# Looking for advice from bird dog owners



## setterpoint (Feb 20, 2015)

I run a bell with my astro that way I'm not looking at it all the time 
when I can't hear the bell then I check the astro to see if the dogs out of hearing or on point 
it take the worry away of losing your dog


----------



## Tonybob (Mar 16, 2014)

Some of my biggest mistakes while “training” my dog while hunting was hitting them with the shock collar when I couldn’t even see them. As bird hunter mentioned earlier, I’m the the one who should have had the E collar on. I hate to even think about how many times I nicked that dog when she was birdie. 
I purchased the Garmin TT GPS this year and it has greatly improved my comfort level as to what my dogs are doing when I can’t physically see or hear them early in the year due to ground cover.
With the GPS You can see them working an area on the screen and have a good idea of where they are working.
I previously thought my dog was way out of range and I would hack them back in with nicks when I got nervous on there whereabouts. “Horrible bird dog owner” . Lack of proper training.
With the new GPS I can see they are only 75 to 100 yards out when I previously thought they were a Mile away.
Your pup is very young. Yard train, field train, woods train, snow or no snow,it never ends. My dogs are 8 yrs old and I feel like they always need more. And they do. And so do I. 
Spend the money on a GPS tracking device and train,train,train. The shock button should be used for very serious infractions only, like cars , fur etc. IMO. 
Kind of funny that I spent all this money on a GPS and I don’t have my dogs running too far away anymore. Ummm.


----------



## ab5228 (Nov 13, 2009)

UP Hunter said:


> We have a 5 month old brittany pup that is very headstrong. I have been having a tough time keeping him close when we hunt. We actually thought we had lost him last Saturday. He ran off and we didn't hear his beeper collar for 20 minutes or so. We did hear him barking for us from a long way away at one time though but then nothing. What I am wondering is what would be recommended to track him. How well do GPS tracking collars work? Should I get a combo with a training collar? I have a DT training collar on him when we hunt right now but it doesn't seem to be very reliable. When I check it in the house it vibrates and shows that it is applying a shock but I don't seem to get a response from him most of the time when I try using it out in the woods. I am not sure that I am getting it tight enough around his neck for the electrodes to work. Any advice is eagerly accepted. I am deathly afraid of losing our little pal. We have large expanses of woods here in the western U.P. and a lot of wolves wandering around them.

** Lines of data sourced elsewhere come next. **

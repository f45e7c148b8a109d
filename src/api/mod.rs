//! API client layer: endpoint table, HTTP operations, and error taxonomy.
//!
//! The server owns all data, storage, and authorization; this module is the
//! only place that talks to it. View state machines consume these operations
//! and never construct URLs themselves.

mod client;
mod endpoints;
mod error;

pub use client::{ApiClient, UploadFile};
pub use endpoints::{Endpoints, PAGE_SIZE, page_count};
pub use error::ApiError;
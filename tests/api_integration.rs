//! Integration tests for the API client against a mock server.
//!
//! These verify the wire contract end to end: query-string shapes, the
//! multipart upload layout, and how error bodies surface to callers.

use coursefiles_core::api::{ApiClient, ApiError, UploadFile};
use coursefiles_core::model::{
    InsertLinkRequest, InsertResourceRequest, ResourceType, Semester,
};
use wiremock::matchers::{method, path};
use wiremock::{Mock, MockServer, ResponseTemplate};

fn insert_request(course_id: &str) -> InsertResourceRequest {
    InsertResourceRequest {
        title: "Midterm 2023".to_string(),
        subtitle: Some("with solutions".to_string()),
        course_id: course_id.to_string(),
        resource_type: ResourceType::PastExam,
        semester: Semester::Fall,
        academic_year: 2023,
        issolved: false,
    }
}

fn upload_file(name: &str, content: &[u8]) -> UploadFile {
    UploadFile {
        name: name.to_string(),
        bytes: content.to_vec(),
    }
}

/// Counts multipart parts with the given field name in a raw request body.
fn count_parts(body: &[u8], field: &str) -> usize {
    let needle = format!("name=\"{field}\"");
    String::from_utf8_lossy(body).matches(&needle).count()
}

#[tokio::test]
async fn test_list_request_hits_expected_url_shape() {
    let server = MockServer::start().await;
    Mock::given(method("GET"))
        .and(path("/courses"))
        .respond_with(ResponseTemplate::new(200).set_body_raw(
            r#"{"courses":[],"total_courses":0}"#,
            "application/json",
        ))
        .expect(1)
        .mount(&server)
        .await;

    let client = ApiClient::from_base(&server.uri()).unwrap();
    client.list_courses(2, "algo", Some(3)).await.unwrap();

    let requests = server.received_requests().await.unwrap();
    assert_eq!(requests.len(), 1);
    let query = requests[0].url.query().unwrap();
    assert_eq!(query, "page=2&search=algo&faculty=3");
}

#[tokio::test]
async fn test_unfiltered_list_request_omits_faculty_param() {
    let server = MockServer::start().await;
    Mock::given(method("GET"))
        .and(path("/courses"))
        .respond_with(ResponseTemplate::new(200).set_body_raw(
            r#"{"courses":[],"total_courses":0}"#,
            "application/json",
        ))
        .mount(&server)
        .await;

    let client = ApiClient::from_base(&server.uri()).unwrap();
    client.list_courses(1, "algo", None).await.unwrap();

    let requests = server.received_requests().await.unwrap();
    assert_eq!(requests[0].url.query().unwrap(), "page=1&search=algo");
}

#[tokio::test]
async fn test_details_request_carries_resource_type() {
    let server = MockServer::start().await;
    Mock::given(method("GET"))
        .and(path("/course_details/CS116"))
        .respond_with(ResponseTemplate::new(200).set_body_raw(
            r#"{"metadata":{"course_id":"CS116","course_name":"Computing","course_faculty":6},"resources":[],"links":[]}"#,
            "application/json",
        ))
        .expect(1)
        .mount(&server)
        .await;

    let client = ApiClient::from_base(&server.uri()).unwrap();
    let details = client
        .course_details("CS116", ResourceType::PastExam)
        .await
        .unwrap();
    assert_eq!(details.metadata.course_id, "CS116");

    let requests = server.received_requests().await.unwrap();
    assert_eq!(requests[0].url.query().unwrap(), "resource_type=1");
}

#[tokio::test]
async fn test_insert_resource_sends_one_metadata_and_n_file_parts() {
    let server = MockServer::start().await;
    Mock::given(method("POST"))
        .and(path("/insert_course/CS116"))
        .respond_with(ResponseTemplate::new(200).set_body_string("{\"ok\":true}"))
        .expect(1)
        .mount(&server)
        .await;

    let client = ApiClient::from_base(&server.uri()).unwrap();
    let files = [
        upload_file("questions.pdf", b"q"),
        upload_file("answers.pdf", b"a"),
        upload_file("scheme.pdf", b"s"),
    ];
    client
        .insert_resource("CS116", &insert_request("CS116"), &files)
        .await
        .unwrap();

    let requests = server.received_requests().await.unwrap();
    assert_eq!(requests.len(), 1, "exactly one multipart POST");
    let body = &requests[0].body;
    assert_eq!(count_parts(body, "metadata"), 1);
    assert_eq!(count_parts(body, "files"), 3);

    // The metadata part is the JSON-encoded request.
    let text = String::from_utf8_lossy(body);
    assert!(text.contains("\"resource_type\":1"), "metadata JSON in body");
    assert!(text.contains("\"issolved\":false"));
    assert!(text.contains("questions.pdf"));
}

#[tokio::test]
async fn test_insert_resource_with_no_files_still_sends_metadata() {
    let server = MockServer::start().await;
    Mock::given(method("POST"))
        .and(path("/insert_course/CS116"))
        .respond_with(ResponseTemplate::new(200).set_body_string("ok"))
        .expect(1)
        .mount(&server)
        .await;

    let client = ApiClient::from_base(&server.uri()).unwrap();
    client
        .insert_resource("CS116", &insert_request("CS116"), &[])
        .await
        .unwrap();

    let requests = server.received_requests().await.unwrap();
    let body = &requests[0].body;
    assert_eq!(count_parts(body, "metadata"), 1);
    assert_eq!(count_parts(body, "files"), 0);
}

#[tokio::test]
async fn test_insert_link_posts_exactly_once() {
    let server = MockServer::start().await;
    Mock::given(method("POST"))
        .and(path("/insert_course_link/CS116"))
        .respond_with(ResponseTemplate::new(200).set_body_string("ok"))
        .expect(1)
        .mount(&server)
        .await;

    let client = ApiClient::from_base(&server.uri()).unwrap();
    let request = InsertLinkRequest {
        title: "Recorded lectures".to_string(),
        url: "https://video.example/list".to_string(),
    };
    client.insert_link("CS116", &request).await.unwrap();

    let requests = server.received_requests().await.unwrap();
    assert_eq!(requests.len(), 1);
    let body: serde_json::Value = serde_json::from_slice(&requests[0].body).unwrap();
    assert_eq!(body["title"], "Recorded lectures");
    assert_eq!(body["url"], "https://video.example/list");
}

#[tokio::test]
async fn test_server_rejection_surfaces_raw_body() {
    let server = MockServer::start().await;
    Mock::given(method("POST"))
        .and(path("/insert_course_link/CS116"))
        .respond_with(
            ResponseTemplate::new(409).set_body_string("a link with this title already exists"),
        )
        .mount(&server)
        .await;

    let client = ApiClient::from_base(&server.uri()).unwrap();
    let request = InsertLinkRequest {
        title: "Recorded lectures".to_string(),
        url: "https://video.example/list".to_string(),
    };
    let err = client.insert_link("CS116", &request).await.unwrap_err();
    match err {
        ApiError::Rejected { status, body, url } => {
            assert_eq!(status, 409);
            assert_eq!(body, "a link with this title already exists");
            assert!(url.contains("/insert_course_link/CS116"));
        }
        other => panic!("expected Rejected, got: {other:?}"),
    }
}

My novice take is buy a gps, let him roll for now and have fun learning birds and the woods. Teach him to handle/quarter on training runs. Which means stay to the front, hunting the direction you are going, side you want him to cast etc..Use ecollar when hunting only at the end to reinforce recall. As far as hunting where you can see him, like you said that’s unrealistic. But run him in training where you can see him to work on handling. You’ve gotten a lot of good advice here. 

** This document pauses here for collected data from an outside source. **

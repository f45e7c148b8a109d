//! Error types for API client operations.
//!
//! Every variant carries the request URL so failures surfaced to the user
//! include the diagnostic detail the list view is required to show.

use thiserror::Error;

/// Errors that can occur talking to the course-resource API.
#[derive(Debug, Error)]
pub enum ApiError {
    /// Network-level error (DNS resolution, connection refused, TLS errors, etc.)
    #[error("network error requesting {url}: {source}")]
    Network {
        /// The URL that failed.
        url: String,
        /// The underlying network error.
        #[source]
        source: reqwest::Error,
    },

    /// Request timed out before completion.
    #[error("timeout requesting {url}")]
    Timeout {
        /// The URL that timed out.
        url: String,
    },

    /// Application-level rejection: non-2xx status with a response body.
    ///
    /// The server uses plain-text bodies for validation and conflict errors;
    /// the body is preserved verbatim so the upload flow can show it raw.
    #[error("HTTP {status} from {url}: {body}")]
    Rejected {
        /// The URL that was rejected.
        url: String,
        /// The HTTP status code.
        status: u16,
        /// The raw response body text.
        body: String,
    },

    /// The server returned 2xx but the body was not the expected JSON.
    #[error("invalid JSON from {url}: {source}")]
    Decode {
        /// The URL whose body failed to decode.
        url: String,
        /// The underlying decode error.
        #[source]
        source: serde_json::Error,
    },

    /// The provided URL is malformed or invalid.
    #[error("invalid URL: {url}")]
    InvalidUrl {
        /// The invalid URL string.
        url: String,
    },
}

impl ApiError {
    /// Creates a network error from a reqwest error, classifying timeouts.
    pub fn from_reqwest(url: impl Into<String>, source: reqwest::Error) -> Self {
        let url = url.into();
        if source.is_timeout() {
            Self::Timeout { url }
        } else {
            Self::Network { url, source }
        }
    }

    /// Creates an application-level rejection.
    pub fn rejected(url: impl Into<String>, status: u16, body: impl Into<String>) -> Self {
        Self::Rejected {
            url: url.into(),
            status,
            body: body.into(),
        }
    }

    /// Creates a decode error for a non-JSON 2xx body.
    pub fn decode(url: impl Into<String>, source: serde_json::Error) -> Self {
        Self::Decode {
            url: url.into(),
            source,
        }
    }

    /// Creates an invalid URL error.
    pub fn invalid_url(url: impl Into<String>) -> Self {
        Self::InvalidUrl { url: url.into() }
    }

    /// The URL this error is about.
    #[must_use]
    pub fn url(&self) -> &str {
        match self {
            Self::Network { url, .. }
            | Self::Timeout { url }
            | Self::Rejected { url, .. }
            | Self::Decode { url, .. }
            | Self::InvalidUrl { url } => url,
        }
    }

    /// Raw response body for application-level rejections, if any.
    #[must_use]
    pub fn response_body(&self) -> Option<&str> {
        match self {
            Self::Rejected { body, .. } => Some(body),
            _ => None,
        }
    }
}

// No From<reqwest::Error>: variants need the request URL for context, which
// the source error does not reliably carry. Callers go through the helper
// constructors instead.
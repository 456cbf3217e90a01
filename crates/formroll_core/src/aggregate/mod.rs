//! Submission flattening and cross-version response aggregation.
//!
//! # Responsibility
//! - Normalize one submission into a question-keyed view with provenance.
//! - Fold many submissions into one question-keyed multi-valued map.
//!
//! # Invariants
//! - Aggregation is independent of form version; `questionId` is the join key.
//! - Every call builds a fresh map; nothing accumulates across calls.

pub mod flatten;
pub mod responses;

I do feel like it sounds like a lot of guys are shy to use ecollar stimulation which I think is good for a young dog around birds. Or for someone who isn’t confident in how and when to use. The dog needs to be taught what it means. I think it’s absolutely the way to go for training if you teach your dog the commands first without and teach them how to turn off stimulation by completing command. The settings I use for training my dog are low enough that I can’t even feel it when putting my fingers on the electrodes. I never “shock” my dog. The only time I’ve “shocked” her was when she 10 months old and nose to tail with a porcupine, I cranked it up and hit her with stimulation for a second then called her to me and off we hunted the other direction. I never use “nick” always constant then I can control how long it lasts. Which typically is a “nick” for a direction command. I use constant in training for reinforcing commands like recall to completion, holding light stimulation until she has come all the way to me. She knows that doing what I’ve asked turns the collar off. 

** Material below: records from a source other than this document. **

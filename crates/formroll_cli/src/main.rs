//! CLI entry point for inspecting form response roll-ups.
//!
//! # Responsibility
//! - Load a caller-supplied JSON bundle of schema versions and submissions.
//! - Print extracted paths and the projection through one schema version.
//!
//! # Invariants
//! - Output is deterministic for the same bundle (ordered maps and sets).
//! - Failures print a short message to stderr and exit non-zero.

use clap::Parser;
use formroll_core::{
    aggregate_responses, default_log_level, extract_paths_from_schema_versions,
    extract_question_ids_from_paths, init_logging, latest_schema_version, project_form_responses,
    FormSchemaVersion, FormVersion, LoggingError, ResponseCollection, Submission,
};
use log::info;
use serde::{Deserialize, Serialize};
use std::collections::BTreeSet;
use std::error::Error;
use std::fmt::{Display, Formatter};
use std::path::{Path, PathBuf};
use std::process::ExitCode;

const LOG_LEVEL_ENV: &str = "FORMROLL_LOG_LEVEL";

/// Roll up form submissions and view them through one schema version.
#[derive(Debug, Clone, PartialEq, Eq, Parser)]
#[command(name = "formroll", version)]
struct CliOptions {
    /// JSON bundle with `forms` and `submissions`.
    bundle_path: PathBuf,
    /// Schema version to project through; defaults to the latest version.
    #[arg(long)]
    form_version: Option<FormVersion>,
    /// trace|debug|info|warn|error; used only with `--log-dir`.
    #[arg(long, env = LOG_LEVEL_ENV, default_value = default_log_level())]
    log_level: String,
    /// Absolute directory for rotated log files.
    #[arg(long)]
    log_dir: Option<String>,
}

fn main() -> ExitCode {
    let options = CliOptions::parse();
    match run(&options) {
        Ok(output) => {
            println!("{output}");
            ExitCode::SUCCESS
        }
        Err(err) => {
            eprintln!("formroll: {err}");
            ExitCode::FAILURE
        }
    }
}

fn run(options: &CliOptions) -> Result<String, CliError> {
    if let Some(log_dir) = &options.log_dir {
        init_logging(&options.log_level, log_dir)?;
    }

    let bundle = FormBundle::load(&options.bundle_path)?;
    let report = build_report(&bundle, options.form_version)?;
    info!(
        "event=report_built module=cli status=ok forms={} submissions={} paths={}",
        bundle.forms.len(),
        bundle.submissions.len(),
        report.paths.len()
    );
    serde_json::to_string_pretty(&report).map_err(CliError::Encode)
}

/// Input file shape: every known schema version plus the submissions to roll up.
#[derive(Debug, Clone, Default, PartialEq, Eq, Deserialize)]
struct FormBundle {
    #[serde(default)]
    forms: Vec<FormSchemaVersion>,
    #[serde(default)]
    submissions: Vec<Submission>,
}

impl FormBundle {
    fn load(path: &Path) -> Result<Self, CliError> {
        let raw = std::fs::read_to_string(path).map_err(|err| CliError::Read {
            path: path.to_path_buf(),
            message: err.to_string(),
        })?;
        serde_json::from_str(&raw).map_err(|err| CliError::Decode {
            path: path.to_path_buf(),
            message: err.to_string(),
        })
    }
}

#[derive(Debug, Serialize)]
#[serde(rename_all = "camelCase")]
struct Report {
    paths: BTreeSet<String>,
    question_ids: BTreeSet<String>,
    projection: Option<ResponseCollection>,
}

fn build_report(
    bundle: &FormBundle,
    form_version: Option<FormVersion>,
) -> Result<Report, CliError> {
    let paths = extract_paths_from_schema_versions(&bundle.forms);
    let question_ids = extract_question_ids_from_paths(&paths);
    let aggregated = aggregate_responses(&bundle.submissions);

    let schema = match (bundle.forms.first(), form_version) {
        (None, _) => None,
        (Some(first), None) => latest_schema_version(&bundle.forms, &first.form_id),
        (Some(first), Some(version)) => Some(
            bundle
                .forms
                .iter()
                .find(|form| form.form_id == first.form_id && form.form_version == version)
                .ok_or(CliError::UnknownFormVersion(version))?,
        ),
    };

    Ok(Report {
        paths,
        question_ids,
        projection: project_form_responses(schema, &aggregated),
    })
}

#[derive(Debug)]
enum CliError {
    Read { path: PathBuf, message: String },
    Decode { path: PathBuf, message: String },
    UnknownFormVersion(FormVersion),
    Logging(LoggingError),
    Encode(serde_json::Error),
}

impl Display for CliError {
    fn fmt(&self, f: &mut Formatter<'_>) -> std::fmt::Result {
        match self {
            Self::Read { path, message } => {
                write!(f, "failed to read `{}`: {message}", path.display())
            }
            Self::Decode { path, message } => {
                write!(f, "invalid bundle `{}`: {message}", path.display())
            }
            Self::UnknownFormVersion(version) => {
                write!(f, "bundle has no form version {version}")
            }
            Self::Logging(err) => write!(f, "{err}"),
            Self::Encode(err) => write!(f, "failed to encode report: {err}"),
        }
    }
}

impl Error for CliError {
    fn source(&self) -> Option<&(dyn Error + 'static)> {
        match self {
            Self::Logging(err) => Some(err),
            Self::Encode(err) => Some(err),
            _ => None,
        }
    }
}

impl From<LoggingError> for CliError {
    fn from(value: LoggingError) -> Self {
        Self::Logging(value)
    }
}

All this said I never use stimulation when hunting now. After training, she does what I ask without it. Fortunately my first bird dog wants to please me. As far as GPS I have the Dogtra pathfinder and have been happy with it. 

Good luck out there, it’s getting cold in this tree stand, my hand is starting to get numb from typing, so back in my pocket goes the phone. Maybe I should’ve gone bird hunting instead this morning...


----------



## Rasputin (Jan 13, 2009)

I've taken a different philosophy on my current pups than I had in the past. I used to be strong authoritarian, expecting immediate obedience. That is a great thing, but with the current brace I have been more focused on letting them have fun, now they are in their 2nd season and they obey well, are full of enthusiasm and have personality. I feel like my approach is paying dividends. 

My suggestion for a pup is to put a long lead on and try to use that to provide guidance before electricity. The time for the electricity will come, but I agree with birdhtr, let the pup develop desire and personality at this stage.

But I've never owned a Brittany.


----------



## birdhntr (Jan 25, 2014)

Rasputin said:


> That is a great thing, but with the current brace I have been more focused on letting them have fun, now they are in their 2nd season and they obey well, are full of enthusiasm and have personality. I feel like my approach is paying dividends


This is exactly what the return is.There is nothing more rewarding.I was the same but with my last pair I have done the same.My best two pointers to date.


----------



## UP Hunter (Jan 24, 2000)

Great info all. Thank you. You are giving this old dog a lot of new tricks. While this is not my 1st brittany by a long shot it is the first one that is a house dog as well. I hope to keep him that way but I have always been allergic to dogs. For some reason I have not had the same problem with Mose in the house. I hope it can continue. 
I don't know how some of you talk about training with a lead. How do you go through the woods. I just have a small back yard to work with him outdoors and in a month there very well could be 3 feet or more of snow in it.


----------



## ab5228 (Nov 13, 2009)

birdhntr said:


> This is exactly what the return is.There is nothing more rewarding.I was the same but with my last pair I have done the same.My best two pointers to date.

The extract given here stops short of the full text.